Serving the community

Kiryat Hayovel's signature coffee shop celebrates its 45th anniversary with a world record-length cheesecake.

cheesecake 88 (photo credit: )
cheesecake 88
(photo credit: )
Forty-five years after opening a small bakery in the still scrawny neighborhood of Kiryat Hayovel, Mordecai Parash celebrated the event this week with a party that demonstrated his shop's status as a social anchor of the community as well as the enduring charm of a small, neighborhood business versus the shopping mall. Hundreds of area residents gathered on the lawn of the Kiryat Hayovel center Sunday afternoon to pay tribute to the bakery/coffee house where they have been able over the years to lay aside life's problems for an hour and attend to the truly important things in life - gossip, read a newspaper, meet with friends. The Parash family in turn paid tribute to their customers by permitting them to witness history-in-the-making - a lawyer measuring a 23.6-meter-long cake to authenticate its dimensions for Guinness Book of World Records in the longest cheesecake category. Produced in the bakery behind the shop over three days, the cake was distributed by waitresses and family members to everyone attending. What was left, the bulk, was sent to hospitals and to charitable institutions in the neighborhood. Mordecai, whose parents immigrated from Yugoslavia, began working as a baker's assistant at age 14 to help support his family. At the well-known Patt Bakery on Rehov Hanevi'im, which is now closed, he learned the trade from bakers who had immigrated from eastern Europe.
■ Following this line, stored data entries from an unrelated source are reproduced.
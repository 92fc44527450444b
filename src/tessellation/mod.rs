mod tessellate_facets;

pub use tessellate_facets::TessellateFacets;

use crate::math::{Point3, Vector3, TOLERANCE};

/// A triangle mesh approximation of a die surface.
///
/// Vertices are not shared between facets: every facet carries its own copy
/// of its corners so that per-vertex normals can stay flat.
#[derive(Debug, Clone, Default)]
pub struct TriangleMesh {
    /// Vertex positions.
    pub vertices: Vec<Point3>,
    /// Vertex normals.
    pub normals: Vec<Vector3>,
    /// Triangle indices (each triple defines a triangle).
    pub indices: Vec<[u32; 3]>,
}

impl TriangleMesh {
    /// Returns the number of triangles.
    #[must_use]
    pub fn triangle_count(&self) -> usize {
        self.indices.len()
    }

    /// Iterates over the corner positions of every triangle.
    pub fn triangles(&self) -> impl Iterator<Item = [Point3; 3]> + '_ {
        self.indices.iter().map(|tri| {
            [
                self.vertices[tri[0] as usize],
                self.vertices[tri[1] as usize],
                self.vertices[tri[2] as usize],
            ]
        })
    }

    /// Translates every vertex by `offset`.
    pub fn translate(&mut self, offset: &Vector3) {
        for v in &mut self.vertices {
            *v += offset;
        }
    }

    /// Scales every vertex uniformly about the origin.
    ///
    /// Normals are unaffected by a positive uniform scale.
    pub fn scale(&mut self, factor: f64) {
        for v in &mut self.vertices {
            v.coords *= factor;
        }
    }
}

/// Computes the unit normal of a triangle from its winding, or `None` if the
/// triangle has no area.
#[must_use]
pub fn triangle_normal(tri: &[Point3; 3]) -> Option<Vector3> {
    let cross = (tri[1] - tri[0]).cross(&(tri[2] - tri[0]));
    let len = cross.norm();
    if len < TOLERANCE {
        None
    } else {
        Some(cross / len)
    }
}

/// Computes the centroid of a triangle.
#[must_use]
pub fn triangle_centroid(tri: &[Point3; 3]) -> Point3 {
    Point3::from((tri[0].coords + tri[1].coords + tri[2].coords) / 3.0)
}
In 1961, at age 33, he rented a small shop on the site of the present store and began his bakery. One of his first customers, a local girl named Ora, paid his cakes the ultimate compliment by marrying the baker. Matty, the eldest of their four children, joined the business in 1984 after completing his army service, which included a stint with the Golani Brigade in Lebanon where he was wounded. Over the years, the shop has increasingly taken on the character of a coffee house, although the bakery side has grown as well. The regular customers include residents of the neighborhood's two large retirement homes, many of whom Ora knows by their first names and sometimes even visits. "We are an important factor in the community," says Matti, who has largely taken over the running of the business. "We've grown with the neighborhood and we will continue to grow with it."